Rajdeep Paul is an independent filmmaker and writer, an alumnus of Satyajit Ray Film and Television Institute (SRFTI), India and recipient of the National Film Award from the Honourable President of India for the feature length documentary film “At the Crossroads Nondon Bagchi Life and Living” at the 61st National Film Awards 2013.
He has written and directed several documentary films, short fiction films, PSA, Animation and New Media films etc and has worked with both international and national producers of repute like PBS & ShowOfForce, USA, Native Voices, UK, Films Division, Doordarshan, Prasar Bharti & Public Diplomacy Division, Ministry of External Affairs, Aurora Film Corporation, Krish Movies etc from India. His debut feature film script “The Biryani Seller” has undergone mentorship in the first edition of Mumbai Mantra Cinerise Screenwriting Programme 2014-15 from the likes of Michael Radford, Audrey Wells, Sebastian Cordero, Sriram Raghavan and Anjum Rajabali, and was one of the 18 official selections in NFDC Film Bazaar Co-Production Market 2016. In most of his works he has collaborated with Sarmistha Maiti as co-writer and co-director.

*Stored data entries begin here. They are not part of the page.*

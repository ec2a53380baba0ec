//! Text rendering for the terminal keypad
//!
//! Produces plain lines; the interactive loop and the `keypad` command
//! decide where they go.

use keypad_calc::core::Key;
use keypad_calc::keypad::{Keypad, KeypadButton};

use crate::app::KeypadApp;
use crate::input::shortcut_help;

/// Inner width of one keypad cell
const CELL_WIDTH: usize = 5;

/// Marker shown when the start of the display is cut off
const ELLIPSIS: char = '…';

/// Screen row of the first keypad row in [`render_screen`]
pub const KEYPAD_TOP: u16 = 4;

/// Keeps the newest characters of a display that does not fit
///
/// The display scrolls left as it grows, so the operand being typed stays
/// visible.
#[must_use]
pub fn visible_tail(display: &str, width: usize) -> String {
    let len = display.chars().count();
    if len <= width {
        return display.to_string();
    }
    if width == 0 {
        return String::new();
    }
    let tail: String = display.chars().skip(len - (width - 1)).collect();
    format!("{ELLIPSIS}{tail}")
}

/// Right-aligns the visible part of a display in `width` columns
#[must_use]
pub fn render_display(display: &str, width: usize) -> String {
    format!("{:>width$}", visible_tail(display, width), width = width)
}

fn render_cell(button: &KeypadButton, highlight: Option<Key>) -> String {
    let width = CELL_WIDTH * button.span + 3 * (button.span - 1);
    let label = format!("{:^width$}", button.label(), width = width);
    if highlight == Some(button.key) {
        format!("<{label}>")
    } else {
        format!("[{label}]")
    }
}

/// Renders the keypad grid, marking the highlighted key with `< >`
#[must_use]
pub fn render_keypad(keypad: &Keypad, highlight: Option<Key>) -> Vec<String> {
    let (rows, _) = keypad.dimensions();
    (0..rows)
        .map(|row| {
            keypad
                .row(row)
                .map(|button| render_cell(button, highlight))
                .collect::<Vec<_>>()
                .join(" ")
        })
        .collect()
}

/// Width of a rendered keypad row
#[must_use]
pub fn keypad_width(keypad: &Keypad) -> usize {
    let (_, cols) = keypad.dimensions();
    cols * (CELL_WIDTH + 2) + cols.saturating_sub(1)
}

/// Finds the button drawn at a screen cell of [`render_screen`]
///
/// The space between two cells belongs to the cell on its left.
#[must_use]
pub fn button_at(keypad: &Keypad, column: u16, row: u16) -> Option<&KeypadButton> {
    let grid_row = row.checked_sub(KEYPAD_TOP)?;
    let grid_col = usize::from(column) / (CELL_WIDTH + 3);
    keypad.get_button_at(usize::from(grid_row), grid_col)
}

/// Renders the whole interactive screen: display, keypad and shortcuts
#[must_use]
pub fn render_screen(app: &KeypadApp, display_width: usize) -> Vec<String> {
    let keypad = app.keypad();
    let width = display_width.max(1);
    let frame = "-".repeat(width + 2);

    let mut lines = vec![
        format!("+{frame}+"),
        format!("| {} |", render_display(app.engine().display(), width)),
        format!("+{frame}+"),
    ];
    lines.resize(usize::from(KEYPAD_TOP), String::new());
    lines.extend(render_keypad(keypad, app.last_pressed()));
    lines.push(String::new());
    lines.push(format!("phase: {}", app.engine().phase()));
    for (keys, action) in shortcut_help() {
        lines.push(format!("  {keys:<8} {action}"));
    }
    lines
}
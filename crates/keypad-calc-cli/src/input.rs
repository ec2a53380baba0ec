//! Keyboard input handling
//!
//! Maps terminal key events onto keypad keys. Only key presses count;
//! repeats and releases are ignored so one tap is one key.

use crossterm::event::{KeyCode, KeyEvent, KeyEventKind, KeyModifiers};
use keypad_calc::core::{Key, Operator};

/// Actions that can be triggered by keyboard input
#[derive(Debug, Clone, Copy, PartialEq, Eq)]
pub enum KeyAction {
    /// Press a keypad key
    Press(Key),
    /// Quit the application
    Quit,
    /// No action (ignored input)
    None,
}

/// Input handler that maps key events to actions
#[derive(Debug, Default)]
pub struct InputHandler;

impl InputHandler {
    /// Creates a new input handler
    #[must_use]
    pub fn new() -> Self {
        Self
    }

    /// Maps a key event to an action
    #[must_use]
    pub fn handle_key(&self, event: KeyEvent) -> KeyAction {
        let KeyEvent {
            code,
            modifiers,
            kind,
            ..
        } = event;

        if kind != KeyEventKind::Press {
            return KeyAction::None;
        }

        if modifiers.contains(KeyModifiers::CONTROL) {
            return match code {
                KeyCode::Char('c' | 'q' | 'd') => KeyAction::Quit,
                KeyCode::Char('l' | 'u') => KeyAction::Press(Key::Clear),
                _ => KeyAction::None,
            };
        }

        match code {
            KeyCode::Char('q' | 'Q') | KeyCode::Esc => KeyAction::Quit,
            KeyCode::Char(ch) => Key::from_char(ch).map_or(KeyAction::None, KeyAction::Press),
            KeyCode::Enter => KeyAction::Press(Key::Equals),
            KeyCode::Backspace | KeyCode::Delete => KeyAction::Press(Key::Clear),
            _ => KeyAction::None,
        }
    }
}

/// Keyboard shortcuts shown under the keypad
#[must_use]
pub fn shortcut_help() -> Vec<(&'static str, String)> {
    vec![
        ("0-9 .", "digits".to_string()),
        (
            "+ - * /",
            format!(
                "{} {} {} {}",
                Operator::Add,
                Operator::Subtract,
                Operator::Multiply,
                Operator::Divide
            ),
        ),
        ("n", "+/-".to_string()),
        ("%", "percent".to_string()),
        ("Enter =", "equals".to_string()),
        ("c Bksp", "AC".to_string()),
        ("q Esc", "quit".to_string()),
        ("click", "press a button".to_string()),
    ]
}
//! Error types for the CLI

use thiserror::Error;

/// Result type for CLI operations
pub type CliResult<T> = Result<T, CliError>;

/// Errors that can occur in the CLI
#[derive(Debug, Error)]
pub enum CliError {
    /// Invalid argument
    #[error("Invalid argument: {message}")]
    InvalidArgument {
        /// Error message
        message: String,
    },

    /// IO error (terminal or stdout)
    #[error("I/O error: {0}")]
    Io(#[from] std::io::Error),

    /// Key parsing error from the engine crate
    #[error("{0}")]
    Calc(#[from] keypad_calc::core::CalcError),

    /// JSON output error
    #[error("JSON error: {0}")]
    Json(#[from] serde_json::Error),
}

impl CliError {
    /// Create an invalid argument error
    #[must_use]
    pub fn invalid_argument(message: impl Into<String>) -> Self {
        Self::InvalidArgument {
            message: message.into(),
        }
    }
}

Apart from his film career, he has written two books “3 on a Bed – Contemporary Indian Novellas” and “Davyaprithvi – Heaven on Earth” both published in 2013.
Tales from our Childhood
India. 69 min. 2018
What was it like to grow up in Assam in the 1990s and be squeezed between an insurgency and the Army? Mukul Haloi’s Tales from our childhood sets out to find out.
Made between 2016 and 2017, the documentary comprises shards of real and imaginedmemories of the battle between United Liberation Front of Assam militants and the Indian Army for the state’s soul. Apart from interviews with Haloi’s family members and friends, the 69-minute film includes staged sequences in which the director’s friend wears an ULFA uniform and poses as a rebel soldier.
Mukul Haloi studied Film Direction and Screenplay Writing at the Film and Television Institute of India (FTII). His short films ‘Days of Autumn’ and ‘A letter to home’ received five Indian awards including Best film at IDSFFK and Signs, Kerala.‘A letter to home’ was in International Competition at 27th Curtas Vila do Conde, Portugal. Most of his films emerge from his deeply personal and poetic remembrance of a lost past -a collective and political past. He received ‘Early Career Fellowship’ from TISS, Mumbai to make his debut feature documentary ‘Tales from our childhood’, which deals with his growing up during the violent Insurgency struggle in his home state Assam.It won ‘Bala Kailasam Award for Excellence in Documentary’ and was shown at Yamagata International Documentary Film Festival and Sibiu International Film Festival. Its is included in the coursework of ‘Modern Indian Studies’, Gottingen University; Germany. In 2017, he was invited to month long ‘Vision Splendid Outback Film-making Program’ organised by Griffith Film School, Australia. He has been writing short stories and essays in Assamese for more than 8 years. He is also teaching film and screenwriting at various independent workshops across the country.